On June 3, the Andrew J. Young Foundation will present the second biennial Andrew J. Young International Leadership Awards at Philips Arena. Former Vice President Joe Biden, CNN commentator and author Van Jones, singer Akon, educator Ron Clark, and the Women’s March are all honorees this year.
The event will double as Ambassador Young’s 85th birthday celebration. The longtime politician and civil rights leader’s actual birthday was on March 12, but it takes some time to wrangle with the busy schedules of Usher, Jill Scott, Wyclef Jean, Estelle, and Anthony Brown, all of whom will will perform on Saturday. Black-ish star Anthony Anderson will emcee.
Young was born in New Orleans during the Great Depression and Jim Crow segregation. He graduated from Howard University in 1951, then earned a divinity degree from Hartford Theological Seminary in Connecticut. In 1955, he moved to Thomasville, Georgia, to serve Bethany Congregational Church as its pastor. He moved to Atlanta six years later to work with the Southern Christian Leadership Conference, becoming a close confidant to Martin Luther King Jr., and was instrumental in organizing voter registration and desegregation campaigns in the southeast.

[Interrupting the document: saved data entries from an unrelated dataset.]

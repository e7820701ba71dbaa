use std::time::Duration;

/// Optional client-side rate limiting of printer API requests.
#[derive(Debug, Clone, Copy)]
pub struct RateLimitConfig {
    pub requests_per_second: u32,
    pub burst_size: u32,
}

/// Tuning knobs for the printer API client.
///
/// JSON queries and control actions are quick round trips; camera
/// snapshots are larger and slower, so they get their own longer timeout.
#[derive(Debug, Clone)]
pub struct ClientConfig {
    pub query_timeout: Duration,
    pub action_timeout: Duration,
    pub snapshot_timeout: Duration,
    pub rate_limit: Option<RateLimitConfig>,
}

impl Default for ClientConfig {
    fn default() -> Self {
        Self {
            query_timeout: Duration::from_secs(4),
            action_timeout: Duration::from_secs(4),
            snapshot_timeout: Duration::from_secs(8),
            rate_limit: None,
        }
    }
}
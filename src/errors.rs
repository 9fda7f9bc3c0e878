//! Error taxonomy shared by the parser, the pool, and the connection state
//! machine.
//!
//! `ErrorKind` names the protocol/resource taxonomy; each variant also knows
//! how to render itself as a literal wire response via [`ErrorKind::as_http`]
//! (status line + `Connection: close` + either a JSON body or an empty one),
//! so the connection can fail a request without building a `Response`.
//! Errors that are programmer mistakes rather than attacker input (queuing
//! two responses, calling a builder method out of order) are `debug_assert!`
//! panics elsewhere, not `ErrorKind` variants — this enum is only ever
//! constructed from fallible, externally-triggerable conditions.

use crate::{query, Version};
use std::io;
use thiserror::Error;

#[derive(Debug, Error, PartialEq)]
pub(crate) enum ErrorKind {
    #[error("invalid HTTP method")]
    InvalidMethod,

    #[error("invalid URL format")]
    InvalidUrl,
    #[error("invalid query string: {0}")]
    Query(#[from] query::Error),

    #[error("invalid HTTP version")]
    InvalidVersion,
    #[error("unsupported HTTP version")]
    UnsupportedVersion,

    #[error("invalid header format")]
    InvalidHeader,
    #[error("too many headers")]
    TooManyHeaders,
    #[error("invalid Content-Length")]
    InvalidContentLength,
    #[error("invalid Connection header")]
    InvalidConnection,
    #[error("invalid chunked transfer-encoding framing")]
    ChunkedFraming,

    /// Resource exhaustion discovered while still inside the request line
    /// (no URL parsed yet): mapped to `414 URI Too Long`.
    #[error("request line too long")]
    UriTooLong,
    /// Resource exhaustion discovered anywhere past the request line
    /// (headers or body): mapped to `413 Payload Too Large`.
    #[error("request too large")]
    BodyTooLarge,
    #[error("body length mismatch: expected {expected}, available {available}")]
    BodyMismatch { expected: usize, available: usize },
    #[error("unexpected request body of {0} bytes")]
    UnexpectedBody(usize),

    #[error("peer disconnected")]
    PeerDisconnect,
    #[error("connection timed out")]
    TimeoutReached,
    #[error("application handler rejected the connection")]
    ApplicationError,
    #[error("daemon is shutting down")]
    DaemonShutdown,

    #[error("service temporarily unavailable")]
    ServiceUnavailable,
    #[error("I/O error: {0}")]
    Io(#[from] IoError),
}

macro_rules! http_errors {
    ($($name:ident: $status_code:expr, $len:literal => $json:literal; )*) => {
        pub(crate) const fn as_http(
            &self,
            version: Version,
            json: bool,
        ) -> &'static [u8] {
            match (json, self, version) { $(
                (true, Self::$name { .. }, Version::Http11) => concat!(
                    "HTTP/1.1 ", $status_code, "\r\n",
                    "connection: close\r\n",
                    "content-length: ", $len, "\r\n",
                    "content-type: application/json\r\n",
                    "\r\n",
                    $json
                ),
                (false, Self::$name { .. }, Version::Http11) => concat!(
                    "HTTP/1.1 ", $status_code, "\r\n",
                    "connection: close\r\n",
                    "content-length: 0\r\n\r\n",
                ),
                (true, Self::$name { .. }, Version::Http10) => concat!(
                    "HTTP/1.0 ", $status_code, "\r\n",
                    "connection: close\r\n",
                    "content-length: ", $len, "\r\n",
                    "content-type: application/json\r\n",
                    "\r\n",
                    $json
                ),
                (false, Self::$name { .. }, Version::Http10) => concat!(
                    "HTTP/1.0 ", $status_code, "\r\n",
                    "connection: close\r\n",
                    "content-length: 0\r\n\r\n",
                ),
            )* }.as_bytes()
        }
    };
}

impl ErrorKind {
    http_errors! {
        InvalidMethod: "400 Bad Request", "55"
            => r#"{"error":"Invalid HTTP method","code":"INVALID_METHOD"}"#;

        InvalidUrl: "400 Bad Request", "51"
            => r#"{"error":"Invalid URL format","code":"INVALID_URL"}"#;
        Query: "400 Bad Request", "55"
            => r#"{"error":"Invalid query string","code":"INVALID_QUERY"}"#;

        InvalidVersion: "400 Bad Request", "57"
            => r#"{"error":"Invalid HTTP version","code":"INVALID_VERSION"}"#;
        UnsupportedVersion: "505 HTTP Version Not Supported", "67"
            => r#"{"error":"HTTP version not supported","code":"UNSUPPORTED_VERSION"}"#;

        InvalidHeader: "400 Bad Request", "57"
            => r#"{"error":"Invalid header format","code":"INVALID_HEADER"}"#;
        TooManyHeaders: "431 Request Header Fields Too Large", "54"
            => r#"{"error":"Too many headers","code":"TOO_MANY_HEADERS"}"#;
        InvalidContentLength: "400 Bad Request", "66"
            => r#"{"error":"Invalid Content-Length","code":"INVALID_CONTENT_LENGTH"}"#;
        InvalidConnection: "400 Bad Request", "65"
            => r#"{"error":"Invalid Connection header","code":"INVALID_CONNECTION"}"#;
        ChunkedFraming: "400 Bad Request", "59"
            => r#"{"error":"Invalid chunked framing","code":"CHUNKED_FRAMING"}"#;

        UriTooLong: "414 URI Too Long", "52"
            => r#"{"error":"Request-URI too long","code":"URI_TOO_LONG"}"#;
        BodyTooLarge: "413 Payload Too Large", "58"
            => r#"{"error":"Request body too large","code":"BODY_TOO_LARGE"}"#;
        BodyMismatch: "400 Bad Request", "55"
            => r#"{"error":"Body length mismatch","code":"BODY_MISMATCH"}"#;
        UnexpectedBody: "400 Bad Request", "60"
            => r#"{"error":"Unexpected request body","code":"UNEXPECTED_BODY"}"#;

        PeerDisconnect: "400 Bad Request", "54"
            => r#"{"error":"Peer disconnected","code":"PEER_DISCONNECT"}"#;
        TimeoutReached: "408 Request Timeout", "52"
            => r#"{"error":"Connection timed out","code":"TIMEOUT"}"#;
        ApplicationError: "500 Internal Server Error", "58"
            => r#"{"error":"Application rejected request","code":"APPLICATION_ERROR"}"#;
        DaemonShutdown: "503 Service Unavailable", "56"
            => r#"{"error":"Server is shutting down","code":"SHUTTING_DOWN"}"#;

        ServiceUnavailable: "503 Service Unavailable", "72"
            => r#"{"error":"Service temporarily unavailable","code":"SERVICE_UNAVAILABLE"}"#;
        Io: "503 Service Unavailable", "48"
            => r#"{"error":"I/O error occurred","code":"IO_ERROR"}"#;
    }

    /// Whether this error represents resource exhaustion discovered before
    /// any URL was parsed (§7 `ResourceExhaustion`/`ProtocolLimitExceeded`
    /// split between 414 and 413).
    pub(crate) fn is_uri_phase(&self) -> bool {
        matches!(self, ErrorKind::UriTooLong)
    }
}

impl From<io::Error> for ErrorKind {
    fn from(err: io::Error) -> Self {
        ErrorKind::Io(IoError(err))
    }
}

#[derive(Debug, Error)]
#[error("{0}")]
pub(crate) struct IoError(pub(crate) io::Error);

impl PartialEq for IoError {
    fn eq(&self, other: &Self) -> bool {
        self.0.kind() == other.0.kind()
    }
}

#[cfg(test)]
mod tests {
    use super::*;

    #[test]
    fn renders_json_and_plain_variants() {
        let err = ErrorKind::TooManyHeaders;
        let json = err.as_http(Version::Http11, true);
        let plain = err.as_http(Version::Http11, false);

        assert!(json.starts_with(b"HTTP/1.1 431"));
        assert!(plain.starts_with(b"HTTP/1.1 431"));
        assert!(plain.ends_with(b"\r\n\r\n"));
    }

    #[test]
    fn uri_phase_split_between_413_and_414() {
        assert!(ErrorKind::UriTooLong.is_uri_phase());
        assert!(!ErrorKind::BodyTooLarge.is_uri_phase());
        assert!(ErrorKind::UriTooLong
            .as_http(Version::Http11, false)
            .starts_with(b"HTTP/1.1 414"));
        assert!(ErrorKind::BodyTooLarge
            .as_http(Version::Http11, false)
            .starts_with(b"HTTP/1.1 413"));
    }
}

Young went on to serve as a U.S. congressman and was the first black U.S. ambassador to the United Nations before he was elected as mayor of Atlanta from 1982 to 1990. With his foundation, Young is looking to promote education, economic justice, health, leadership, and human rights initiatives in the United States and Africa. We recently sat down with him to discuss his career—past, present, and future.
Where do you think we are now, in terms of civil rights?
We’re right there. We’ve made enormous progress on race, more than we admit—too much for most people. And that’s what’s making people insecure. If you look at television on a Monday night, you’d think this was a totally black nation. You look at football or basketball, and you wonder, “What happened to the white folks?” So a lot of people are uncomfortable with that. But that’s a transition. We’re seeing it level off.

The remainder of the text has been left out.